Jin Hee Lee, a veteran civil rights attorney with the Legal Defense Fund (LDF), called the ruling “a devastating opinion” that struck a blow to years of efforts to advance equal opportunity in a society that has tremendous inequalities.
“Very disappointing,” said John C. Yang, President and Executive Director of Asian Americans Advancing Justice (AAJC), noting that despite the plaintiff’s claims, a majority (69%) of Asian Americans support Affirmative Action.
That narrative needs to be corrected, according to Yang, who acknowledged that while consideration of race in college admissions is now no longer legal, the effort to ensure diversity in higher education will continue. “This is not the end of the fight,” he said.
The Affirmative Action ruling continues the court’s lurch rightward, coming as it does on the heels of several controversial decisions, most notably the overturning of Roe v. Wade last year and more recently the ending of President Biden’s student loan debt forgiveness program and tighter limits on the federal government’s authority to police water pollution.

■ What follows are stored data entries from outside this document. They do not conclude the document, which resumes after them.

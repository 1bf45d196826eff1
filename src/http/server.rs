//! HTTP server setup and configuration.
//!
//! # Responsibilities
//! - Create the Axum Router with the gate in front of every handler,
//!   `/health` included
//! - Wire up middleware (tracing, request ID, timeout)
//! - Bind server to listener and shut down gracefully
//! - Run the rate limiter sweeper for the server's lifetime

use std::net::SocketAddr;
use std::sync::Arc;
use std::time::Duration;

use axum::{
    extract::Extension,
    http::{Method, Uri},
    middleware,
    response::IntoResponse,
    routing::get,
    Json, Router,
};
use serde_json::json;
use tokio::net::TcpListener;
use tower_http::{
    request_id::{MakeRequestUuid, PropagateRequestIdLayer, SetRequestIdLayer},
    timeout::TimeoutLayer,
    trace::TraceLayer,
};

use crate::config::GateConfig;
use crate::http::middleware::{gate_middleware, GateState, RequestContext};
use crate::http::request::X_REQUEST_ID;
use crate::lifecycle::Shutdown;
use crate::pipeline::RequestPipeline;

/// Liveness endpoint served by the built-in handler set.
pub const HEALTH_PATH: &str = "/health";

/// HTTP server for the request gate.
pub struct GateServer {
    router: Router,
    pipeline: Arc<RequestPipeline>,
    sweep_interval: Duration,
}

impl GateServer {
    pub fn new(config: &GateConfig, pipeline: RequestPipeline) -> Self {
        let pipeline = Arc::new(pipeline);
        let router = Self::build_router(config, pipeline.clone());
        Self {
            router,
            pipeline,
            sweep_interval: Duration::from_secs(config.rate_limit.sweep_interval_secs.max(1)),
        }
    }

    /// Build the Axum router with all middleware layers.
    #[allow(deprecated)]
    pub fn build_router(config: &GateConfig, pipeline: Arc<RequestPipeline>) -> Router {
        let state = GateState {
            pipeline,
            max_body_size: config.security.max_body_size,
            trust_forwarded_for: config.security.trust_forwarded_for,
        };

        // `/health` is gated like everything else; it needs a `public` route entry.
        Router::new()
            .route(HEALTH_PATH, get(health_handler))
            .fallback(echo_handler)
            .layer(middleware::from_fn_with_state(state, gate_middleware))
            .layer(TimeoutLayer::new(Duration::from_secs(config.timeouts.request_secs)))
            .layer(PropagateRequestIdLayer::new(X_REQUEST_ID))
            .layer(TraceLayer::new_for_http())
            .layer(SetRequestIdLayer::new(X_REQUEST_ID, MakeRequestUuid))
    }

    pub fn router(&self) -> Router {
        self.router.clone()
    }

    /// Serve until `shutdown` is triggered, then drain in-flight requests.
    pub async fn run(self, listener: TcpListener, shutdown: Shutdown) -> Result<(), std::io::Error> {
        let addr = listener.local_addr()?;
        tracing::info!(address = %addr, "HTTP server starting");

        let signalled = shutdown.signalled();
        let sweeper = self
            .pipeline
            .rate_limiter()
            .clone()
            .spawn_sweeper(self.sweep_interval, shutdown.subscribe());

        let app = self.router.into_make_service_with_connect_info::<SocketAddr>();
        axum::serve(listener, app)
            .with_graceful_shutdown(signalled)
            .await?;

        shutdown.trigger();
        if let Err(e) = sweeper.await {
            tracing::warn!(error = %e, "Rate limit sweeper ended abnormally");
        }
        tracing::info!("HTTP server stopped");
        Ok(())
    }
}

async fn health_handler() -> impl IntoResponse {
    Json(json!({ "status": "ok" }))
}

/// Stand-in for the protected application: reports what the gate admitted.
async fn echo_handler(
    method: Method,
    uri: Uri,
    Extension(context): Extension<RequestContext>,
) -> impl IntoResponse {
    Json(json!({
        "method": method.as_str(),
        "path": uri.path(),
        "request_id": context.request_id,
        "origin_allowed": context.origin_allowed,
        "identity": context.identity,
    }))
}
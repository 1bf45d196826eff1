//! Startup orchestration.
//!
//! # Responsibilities
//! - Pick the identity provider key source from configuration
//! - Warm the key cache before traffic arrives
//! - Assemble the request pipeline
//!
//! # Design Decisions
//! - Configuration errors are fatal; a cold key cache is not
//! - Subsystems initialize in order, not concurrently

use std::sync::Arc;
use std::time::Duration;

use thiserror::Error;

use crate::auth::{FileKeyProvider, HttpKeyProvider, KeyProvider, KeySetError, TokenVerifier};
use crate::config::{GateConfig, TokenConfig};
use crate::pipeline::RequestPipeline;

#[derive(Debug, Error)]
pub enum StartupError {
    #[error("identity provider setup failed: {0}")]
    KeyProvider(#[from] KeySetError),
    #[error("invalid bind address {0}: {1}")]
    BindAddress(String, std::io::Error),
    #[error("I/O error: {0}")]
    Io(#[from] std::io::Error),
}

/// Key provider for the configured source, if any.
pub fn key_provider(config: &TokenConfig) -> Result<Option<Arc<dyn KeyProvider>>, KeySetError> {
    if let Some(url) = &config.jwks_url {
        let timeout = Duration::from_millis(config.fetch_timeout_ms);
        return Ok(Some(Arc::new(HttpKeyProvider::new(url.clone(), timeout)?)));
    }
    if let Some(path) = &config.jwks_file {
        return Ok(Some(Arc::new(FileKeyProvider::new(path.clone()))));
    }
    Ok(None)
}

/// Build the pipeline, warming the key cache when a provider is configured.
pub async fn build_pipeline(config: &GateConfig) -> Result<RequestPipeline, StartupError> {
    let mut builder = RequestPipeline::builder(config);

    match key_provider(&config.token)? {
        Some(provider) => {
            let verifier = Arc::new(TokenVerifier::new(provider, (&config.token).into()));
            verifier.prime().await;
            builder = builder.with_verifier(verifier);
        }
        None => tracing::info!("No identity provider configured, token routes will deny"),
    }

    let pipeline = builder.build();
    tracing::info!(
        routes = config.routes.len(),
        webhooks = config.webhooks.len(),
        deployment = ?config.deployment,
        "Request pipeline ready"
    );
    Ok(pipeline)
}
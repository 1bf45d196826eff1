//! Request Gate
//!
//! An authorization gate built with Tokio and Axum.
//!
//! # Architecture Overview
//!
//! ```text
//!     Client Request
//!     ──────────────▶ http server (request ID, trace, timeout)
//!                          │
//!                          ▼
//!                     gate middleware ──── buffer body, client IP
//!                          │
//!                          ▼
//!     ┌──────────────────────────────────────────────────────────┐
//!     │ pipeline                                                 │
//!     │  classify → origin → policy lookup → authorize → rate    │
//!     │                                        │                 │
//!     │                        token (JWKS) / signature / email  │
//!     └──────────────────────────────────────────────────────────┘
//!                          │
//!             denied ◀─────┴─────▶ admitted: handler
//! ```

use std::path::PathBuf;
use std::process::ExitCode;

use clap::Parser;
use tokio::net::TcpListener;

use request_gate::config::load_config;
use request_gate::lifecycle::{build_pipeline, signals, Shutdown, StartupError};
use request_gate::observability::{logging, metrics};
use request_gate::GateServer;

#[derive(Parser)]
#[command(name = "request-gate")]
#[command(about = "Authorization gate for HTTP applications", long_about = None)]
struct Args {
    /// Path to the TOML configuration file.
    #[arg(short, long, default_value = "config/gate.toml")]
    config: PathBuf,
}

#[tokio::main]
async fn main() -> ExitCode {
    let args = Args::parse();

    let config = match load_config(&args.config) {
        Ok(config) => config,
        Err(e) => {
            eprintln!("request-gate: {e}");
            return ExitCode::FAILURE;
        }
    };

    if let Err(e) = logging::init_logging(&config.observability) {
        eprintln!("request-gate: failed to initialize logging: {e}");
        return ExitCode::FAILURE;
    }

    tracing::info!(
        config = %args.config.display(),
        bind_address = %config.listener.bind_address,
        routes = config.routes.len(),
        request_timeout_secs = config.timeouts.request_secs,
        "Configuration loaded"
    );

    match run(config).await {
        Ok(()) => {
            tracing::info!("Shutdown complete");
            ExitCode::SUCCESS
        }
        Err(e) => {
            tracing::error!(error = %e, "Fatal startup error");
            ExitCode::FAILURE
        }
    }
}

async fn run(config: request_gate::GateConfig) -> Result<(), StartupError> {
    if config.observability.metrics_enabled {
        match config.observability.metrics_address.parse() {
            Ok(addr) => metrics::init_metrics(addr),
            Err(_) => tracing::error!(
                metrics_address = %config.observability.metrics_address,
                "Failed to parse metrics address"
            ),
        }
    }

    let pipeline = build_pipeline(&config).await?;

    let listener = TcpListener::bind(&config.listener.bind_address)
        .await
        .map_err(|e| StartupError::BindAddress(config.listener.bind_address.clone(), e))?;
    tracing::info!(address = %listener.local_addr()?, "Listening for connections");

    let shutdown = Shutdown::new();
    signals::spawn_signal_handler(shutdown.clone());

    GateServer::new(&config, pipeline).run(listener, shutdown).await?;
    Ok(())
}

SCOTUS also ruled in favor of a web designer who argued her faith prevents her from serving LGBTQ+ clients, which critics say could open the floodgates to wider discrimination in public spaces.
“Ignoring race will not equalize a society that is deeply unequal,” said Francisca Fajana, Director of Racial Justice Strategy at the civil rights group Latino Justice. “This court disregards the reality that race and class are intersected.”
Fajana noted that elite colleges are the pathway to greater opportunity and now fewer minority students will see them. Only 21% of Latinos hold Bachelors’ degrees compared to 44% of their non-Hispanic counterparts. Just 15.4% of Native Americans graduated from college in 2021 compared to the national rate of 33%.
Chavis Jones is with the Lawyers’ Committee for Civil Rights Under Law. He echoed Yang’s call to keep fighting for educational opportunities. He says the Supreme Court found Harvard’s admission policies violated the Constitution’s Equal Protection Clause but that’s not the end of the story.
“It makes it far more difficult to enact lawful policies and could further undermine opportunities and fairness in our education. But only if we let it,” Jones says.
Quoting Justice Ketanji Brown Jackson, Jones said you can make race irrelevant in law but that doesn’t make it so in life. Affirmative Action was a means to an end; it’s not the only way to increase diversity and end race-based discrimination in college admissions.
“Rather than succumbing to fear, now is the time for bold action… to do what institutions of higher learning have always done best. And that is to innovate,” he said.
Jones noted that civil rights groups and universities are natural allies and that they should work together to create equal opportunity in higher education for minority students.
“Colleges may continue to pursue diversity through other lawful means,” Jones says.
Universities can continue to embed diversity goals in their admissions and may aim to achieve them through permissible race conscious and race neutral means, he says.
For example, the court’s ruling did not consider diversity, equity, and inclusion initiatives like support for student affinity groups. “These programs remain lawful,” Jones says, and colleges should not prevent applicants from discussing their experiences and identity. “Nor does it prevent colleges and universities from inquiring about them,” he says.
In the meantime, even as the court’s conservative majority continues to push the narrative of a race-neutral society, speakers stressed that the reality is far different.
“The data sort of belies the fact that race doesn’t matter,” says Fajana. “It doesn’t matter what socioeconomic indicator you’re looking at, whether it’s housing, employment, or the criminal legal system. It doesn’t really matter what data you focus on, race matters.”
She continued, “There are racial disparities and until and unless we address all those racial disparities, race will continue to matter. Race does matter.”